What appears from the first line of the records below through the line containing "An opaque 8-bit" must be reproduced verbatim.

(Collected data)

*** Block opens ***

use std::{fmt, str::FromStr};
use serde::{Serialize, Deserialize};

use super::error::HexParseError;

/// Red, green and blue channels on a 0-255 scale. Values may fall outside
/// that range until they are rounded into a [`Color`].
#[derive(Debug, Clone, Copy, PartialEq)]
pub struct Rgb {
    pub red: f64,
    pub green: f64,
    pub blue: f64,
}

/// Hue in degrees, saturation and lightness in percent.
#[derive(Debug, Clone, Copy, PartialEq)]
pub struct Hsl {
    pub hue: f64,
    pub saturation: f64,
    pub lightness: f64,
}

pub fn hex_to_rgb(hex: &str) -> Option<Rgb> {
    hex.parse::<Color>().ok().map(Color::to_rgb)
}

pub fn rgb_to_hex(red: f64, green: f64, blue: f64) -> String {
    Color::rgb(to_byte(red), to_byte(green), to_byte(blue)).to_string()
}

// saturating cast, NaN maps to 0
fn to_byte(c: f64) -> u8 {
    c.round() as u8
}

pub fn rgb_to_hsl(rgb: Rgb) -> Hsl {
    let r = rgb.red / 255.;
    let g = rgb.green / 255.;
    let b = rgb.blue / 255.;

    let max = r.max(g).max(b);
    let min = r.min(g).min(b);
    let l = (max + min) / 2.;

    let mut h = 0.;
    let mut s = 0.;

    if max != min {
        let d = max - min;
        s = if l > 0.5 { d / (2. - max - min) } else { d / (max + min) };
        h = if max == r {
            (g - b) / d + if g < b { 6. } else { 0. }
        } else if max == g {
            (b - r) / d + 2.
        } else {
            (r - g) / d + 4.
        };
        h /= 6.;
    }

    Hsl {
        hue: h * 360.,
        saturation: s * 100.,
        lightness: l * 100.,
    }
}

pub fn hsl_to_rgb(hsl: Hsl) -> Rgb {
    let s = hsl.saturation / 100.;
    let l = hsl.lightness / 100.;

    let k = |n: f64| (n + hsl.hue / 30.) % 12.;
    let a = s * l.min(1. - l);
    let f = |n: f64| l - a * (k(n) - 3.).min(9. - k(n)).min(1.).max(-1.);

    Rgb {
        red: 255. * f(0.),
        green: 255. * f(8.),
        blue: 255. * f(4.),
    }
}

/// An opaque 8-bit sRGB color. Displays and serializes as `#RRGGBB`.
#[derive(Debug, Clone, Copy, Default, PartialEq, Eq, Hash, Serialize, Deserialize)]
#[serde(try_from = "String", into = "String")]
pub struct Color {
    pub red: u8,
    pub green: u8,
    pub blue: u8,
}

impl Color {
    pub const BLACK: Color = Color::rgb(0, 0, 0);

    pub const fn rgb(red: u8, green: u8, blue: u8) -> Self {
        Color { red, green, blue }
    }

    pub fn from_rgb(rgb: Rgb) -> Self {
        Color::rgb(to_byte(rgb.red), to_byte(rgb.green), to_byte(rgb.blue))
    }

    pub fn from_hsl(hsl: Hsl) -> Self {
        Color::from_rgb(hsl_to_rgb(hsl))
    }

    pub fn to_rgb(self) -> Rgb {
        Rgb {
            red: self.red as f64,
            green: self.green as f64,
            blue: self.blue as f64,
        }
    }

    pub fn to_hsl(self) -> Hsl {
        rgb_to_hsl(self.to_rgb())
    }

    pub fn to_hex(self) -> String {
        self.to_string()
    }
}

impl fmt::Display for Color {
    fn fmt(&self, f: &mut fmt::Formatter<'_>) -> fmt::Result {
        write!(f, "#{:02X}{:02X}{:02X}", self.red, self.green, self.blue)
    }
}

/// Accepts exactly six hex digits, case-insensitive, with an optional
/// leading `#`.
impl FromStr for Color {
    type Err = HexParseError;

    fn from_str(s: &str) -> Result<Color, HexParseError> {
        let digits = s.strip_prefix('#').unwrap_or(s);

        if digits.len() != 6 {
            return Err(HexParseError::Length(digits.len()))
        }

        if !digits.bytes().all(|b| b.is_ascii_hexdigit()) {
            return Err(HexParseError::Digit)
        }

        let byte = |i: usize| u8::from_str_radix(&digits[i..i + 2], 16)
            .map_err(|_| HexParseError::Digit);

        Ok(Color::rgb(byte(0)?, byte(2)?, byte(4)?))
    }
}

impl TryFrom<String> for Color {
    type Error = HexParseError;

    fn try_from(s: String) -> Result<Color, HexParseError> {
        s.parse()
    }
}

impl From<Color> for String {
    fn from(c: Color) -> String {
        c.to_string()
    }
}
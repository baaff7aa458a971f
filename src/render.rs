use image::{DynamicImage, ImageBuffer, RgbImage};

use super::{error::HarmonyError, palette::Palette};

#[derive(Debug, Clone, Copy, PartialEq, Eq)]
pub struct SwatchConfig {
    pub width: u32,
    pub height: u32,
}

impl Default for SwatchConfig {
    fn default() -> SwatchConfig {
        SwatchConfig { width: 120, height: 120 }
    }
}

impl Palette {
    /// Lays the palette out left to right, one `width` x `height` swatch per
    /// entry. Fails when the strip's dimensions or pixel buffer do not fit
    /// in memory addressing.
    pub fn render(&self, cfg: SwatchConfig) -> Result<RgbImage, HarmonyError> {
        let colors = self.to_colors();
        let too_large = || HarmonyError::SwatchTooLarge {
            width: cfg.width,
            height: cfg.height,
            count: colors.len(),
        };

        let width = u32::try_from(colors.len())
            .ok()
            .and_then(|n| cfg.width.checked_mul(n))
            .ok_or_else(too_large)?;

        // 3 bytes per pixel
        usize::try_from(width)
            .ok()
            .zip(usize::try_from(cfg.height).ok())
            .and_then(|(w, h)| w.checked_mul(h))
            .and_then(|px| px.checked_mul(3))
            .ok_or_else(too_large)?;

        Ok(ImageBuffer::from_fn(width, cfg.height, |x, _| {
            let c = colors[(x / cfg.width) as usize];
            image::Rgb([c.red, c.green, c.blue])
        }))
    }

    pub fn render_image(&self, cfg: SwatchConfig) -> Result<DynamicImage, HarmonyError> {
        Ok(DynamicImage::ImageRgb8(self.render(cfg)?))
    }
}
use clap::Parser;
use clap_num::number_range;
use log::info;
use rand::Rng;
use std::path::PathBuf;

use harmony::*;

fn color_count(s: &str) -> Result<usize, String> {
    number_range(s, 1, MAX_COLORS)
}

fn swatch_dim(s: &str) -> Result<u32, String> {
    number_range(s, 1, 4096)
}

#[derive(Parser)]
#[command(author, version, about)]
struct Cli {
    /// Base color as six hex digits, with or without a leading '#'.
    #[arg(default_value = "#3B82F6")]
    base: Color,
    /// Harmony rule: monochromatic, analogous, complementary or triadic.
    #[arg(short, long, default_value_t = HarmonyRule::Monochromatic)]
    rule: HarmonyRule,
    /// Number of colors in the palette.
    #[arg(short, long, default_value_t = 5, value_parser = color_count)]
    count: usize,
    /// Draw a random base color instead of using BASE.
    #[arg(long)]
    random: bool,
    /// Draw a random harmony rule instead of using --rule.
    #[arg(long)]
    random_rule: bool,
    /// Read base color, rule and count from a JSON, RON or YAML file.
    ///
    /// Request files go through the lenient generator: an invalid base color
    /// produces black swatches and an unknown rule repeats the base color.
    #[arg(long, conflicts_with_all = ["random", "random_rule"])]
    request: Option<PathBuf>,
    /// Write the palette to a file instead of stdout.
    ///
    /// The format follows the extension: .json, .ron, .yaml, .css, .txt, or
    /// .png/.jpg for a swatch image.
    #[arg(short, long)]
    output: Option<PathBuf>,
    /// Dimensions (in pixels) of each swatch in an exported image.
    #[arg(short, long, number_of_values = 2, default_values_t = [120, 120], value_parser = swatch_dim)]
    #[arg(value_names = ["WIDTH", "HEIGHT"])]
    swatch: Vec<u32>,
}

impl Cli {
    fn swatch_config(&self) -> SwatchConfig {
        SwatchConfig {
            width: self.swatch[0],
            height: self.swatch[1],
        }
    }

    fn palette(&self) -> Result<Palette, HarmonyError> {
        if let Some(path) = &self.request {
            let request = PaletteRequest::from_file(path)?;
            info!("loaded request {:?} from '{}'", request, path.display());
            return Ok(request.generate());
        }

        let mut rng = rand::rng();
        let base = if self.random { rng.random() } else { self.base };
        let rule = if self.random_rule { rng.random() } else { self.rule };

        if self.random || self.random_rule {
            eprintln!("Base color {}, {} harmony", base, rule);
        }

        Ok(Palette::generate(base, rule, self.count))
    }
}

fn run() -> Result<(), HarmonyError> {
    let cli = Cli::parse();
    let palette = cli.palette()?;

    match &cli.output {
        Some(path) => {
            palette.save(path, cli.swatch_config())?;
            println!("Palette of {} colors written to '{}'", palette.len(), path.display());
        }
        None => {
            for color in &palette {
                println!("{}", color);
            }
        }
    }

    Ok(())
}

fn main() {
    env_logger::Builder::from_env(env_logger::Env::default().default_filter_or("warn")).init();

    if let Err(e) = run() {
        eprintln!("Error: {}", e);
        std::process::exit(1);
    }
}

*** Block closes ***

WRITTEN REPLY
use std::{fmt, str::FromStr};
use serde::{Serialize, Deserialize};

use super::error::HexParseError;

/// Red, green and blue channels on a 0-255 scale. Values may fall outside
/// that range until they are rounded into a [`Color`].
#[derive(Debug, Clone, Copy, PartialEq)]
pub struct Rgb {
    pub red: f64,
    pub green: f64,
    pub blue: f64,
}

/// Hue in degrees, saturation and lightness in percent.
#[derive(Debug, Clone, Copy, PartialEq)]
pub struct Hsl {
    pub hue: f64,
    pub saturation: f64,
    pub lightness: f64,
}

pub fn hex_to_rgb(hex: &str) -> Option<Rgb> {
    hex.parse::<Color>().ok().map(Color::to_rgb)
}

pub fn rgb_to_hex(red: f64, green: f64, blue: f64) -> String {
    Color::rgb(to_byte(red), to_byte(green), to_byte(blue)).to_string()
}

// saturating cast, NaN maps to 0
fn to_byte(c: f64) -> u8 {
    c.round() as u8
}

pub fn rgb_to_hsl(rgb: Rgb) -> Hsl {
    let r = rgb.red / 255.;
    let g = rgb.green / 255.;
    let b = rgb.blue / 255.;

    let max = r.max(g).max(b);
    let min = r.min(g).min(b);
    let l = (max + min) / 2.;

    let mut h = 0.;
    let mut s = 0.;

    if max != min {
        let d = max - min;
        s = if l > 0.5 { d / (2. - max - min) } else { d / (max + min) };
        h = if max == r {
            (g - b) / d + if g < b { 6. } else { 0. }
        } else if max == g {
            (b - r) / d + 2.
        } else {
            (r - g) / d + 4.
        };
        h /= 6.;
    }

    Hsl {
        hue: h * 360.,
        saturation: s * 100.,
        lightness: l * 100.,
    }
}

pub fn hsl_to_rgb(hsl: Hsl) -> Rgb {
    let s = hsl.saturation / 100.;
    let l = hsl.lightness / 100.;

    let k = |n: f64| (n + hsl.hue / 30.) % 12.;
    let a = s * l.min(1. - l);
    let f = |n: f64| l - a * (k(n) - 3.).min(9. - k(n)).min(1.).max(-1.);

    Rgb {
        red: 255. * f(0.),
        green: 255. * f(8.),
        blue: 255. * f(4.),
    }
}

/// An opaque 8-bit sRGB color. Displays and serializes as `#RRGGBB`.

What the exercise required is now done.